Johanne Roby, professeure de chimie et chercheuse au cégep de Sherbrooke
Le regroupement de chercheurs et d’étudiant-e-s du Cégep de Sherbrooke
Autrefois offerte aux étudiants à travers un cours complémentaire d’initiation à la recherche sur un an et un projet de fin d’études, la participation au groupe de recherche est maintenant offerte sur une base parascolaire, avec la mention "cheminement recherche-études" au diplôme. Un parcours scientifique professionnalisant qui comprend notamment la participation des étudiants à des conférences, à des présentations et à des discussions scientifiques ainsi que du mentorat avec des chercheurs universitaires.
« Tout au long de l’année, les étudiants sont appelés à présenter l’avancement de leurs recherches, sous forme de discussions scientifiques avec leurs pairs.

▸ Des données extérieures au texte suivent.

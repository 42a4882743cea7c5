//! Audio output port and its adapters.
//!
//! [`AudioOutput`] is the only thing the synthesizer knows about the
//! speaker. Two adapters are provided:
//!
//! - [`PwmAudio`] drives any `embedded-hal` [`SetDutyCycle`] channel, for
//!   targets without a DAC.
//! - [`SharedAudio`] puts one output behind a blocking mutex so a
//!   preempting context (the melody player) and the foreground loop can
//!   each own a synthesizer over the same speaker.

use core::cell::RefCell;

use embassy_sync::blocking_mutex::raw::RawMutex;
use embassy_sync::blocking_mutex::Mutex;
use embedded_hal::pwm::SetDutyCycle;

use crate::waveform::OUTPUT_FULL_SCALE;

/// Sink for 12-bit amplitude samples.
pub trait AudioOutput {
    type Error;

    /// Write one sample. Values above the sink's full scale are clamped.
    fn write(&mut self, sample: u16) -> Result<(), Self::Error>;
}

impl<T: AudioOutput + ?Sized> AudioOutput for &mut T {
    type Error = T::Error;

    fn write(&mut self, sample: u16) -> Result<(), Self::Error> {
        (**self).write(sample)
    }
}

// ── PWM adapter ──────────────────────────────────────────────────────────

/// Plays samples as the duty cycle of a PWM channel.
///
/// The sample is interpreted as a fraction of `full_scale`, so the PWM
/// counter top does not need to match the 12-bit sample range.
pub struct PwmAudio<P> {
    pwm: P,
    full_scale: u16,
}

impl<P: SetDutyCycle> PwmAudio<P> {
    /// Wrap a PWM channel using the 12-bit full scale.
    pub fn new(pwm: P) -> Self {
        Self::with_full_scale(pwm, OUTPUT_FULL_SCALE)
    }

    pub fn with_full_scale(pwm: P, full_scale: u16) -> Self {
        Self {
            pwm,
            full_scale: full_scale.max(1),
        }
    }

    /// Give the PWM channel back.
    pub fn release(self) -> P {
        self.pwm
    }
}

impl<P: SetDutyCycle> AudioOutput for PwmAudio<P> {
    type Error = P::Error;

    fn write(&mut self, sample: u16) -> Result<(), Self::Error> {
        self.pwm
            .set_duty_cycle_fraction(sample.min(self.full_scale), self.full_scale)
    }
}

// ── Shared adapter ───────────────────────────────────────────────────────

/// One audio output shared between execution contexts.
///
/// `&SharedAudio` implements [`AudioOutput`]; each write takes the lock
/// for a single sample only, so a higher-priority writer can interleave
/// with a lower-priority one mid-note.
pub struct SharedAudio<M: RawMutex, OUT> {
    inner: Mutex<M, RefCell<OUT>>,
}

impl<M: RawMutex, OUT> SharedAudio<M, OUT> {
    pub const fn new(output: OUT) -> Self {
        Self {
            inner: Mutex::new(RefCell::new(output)),
        }
    }
}

impl<M: RawMutex, OUT: AudioOutput> AudioOutput for &SharedAudio<M, OUT> {
    type Error = OUT::Error;

    fn write(&mut self, sample: u16) -> Result<(), Self::Error> {
        self.inner.lock(|cell| cell.borrow_mut().write(sample))
    }
}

Les étudiants s’impliquent énormément. Ils en font souvent beaucoup plus que ce qu’on leur demande. Dans leurs pauses, ils vont revenir au laboratoire en petits groupes pour continuer à travailler sur leur projet de recherche », observe Johanne Roby, professeure de chimie et chercheuse au cégep de Sherbrooke.
Les étudiants participants sont impliqués pendant un an dans un des projets du laboratoire en fonction de leurs intérêts. Ils sont généralement placés en équipe de trois ou quatre étudiants, comme l'explique Martin Aubé. « Chaque équipe a un aspect du projet de recherche à faire avancer, ce qui fait qu’au bout de chaque année on fait un pas dans le projet global de recherche. Certains de nos anciens étudiants ont eu des résultats probants dans le cadre de leurs recherches et ont participé à des publications scientifiques. D’autres ont pris part à des conférences scientifiques internationales. »
« En 2015, nous avons participé avec six étudiants à une conférence de l’UNESCO au Mexique dans le cadre de l’Année internationale de la Lumière », ajoute Johanne Roby. Par la suite, en 2015, les enseignants ont collaboré à la création du congrès international sur la lumière artificielle la nuit. Une rencontre internationale qui depuis a lieu chaque année dans différentes villes du monde.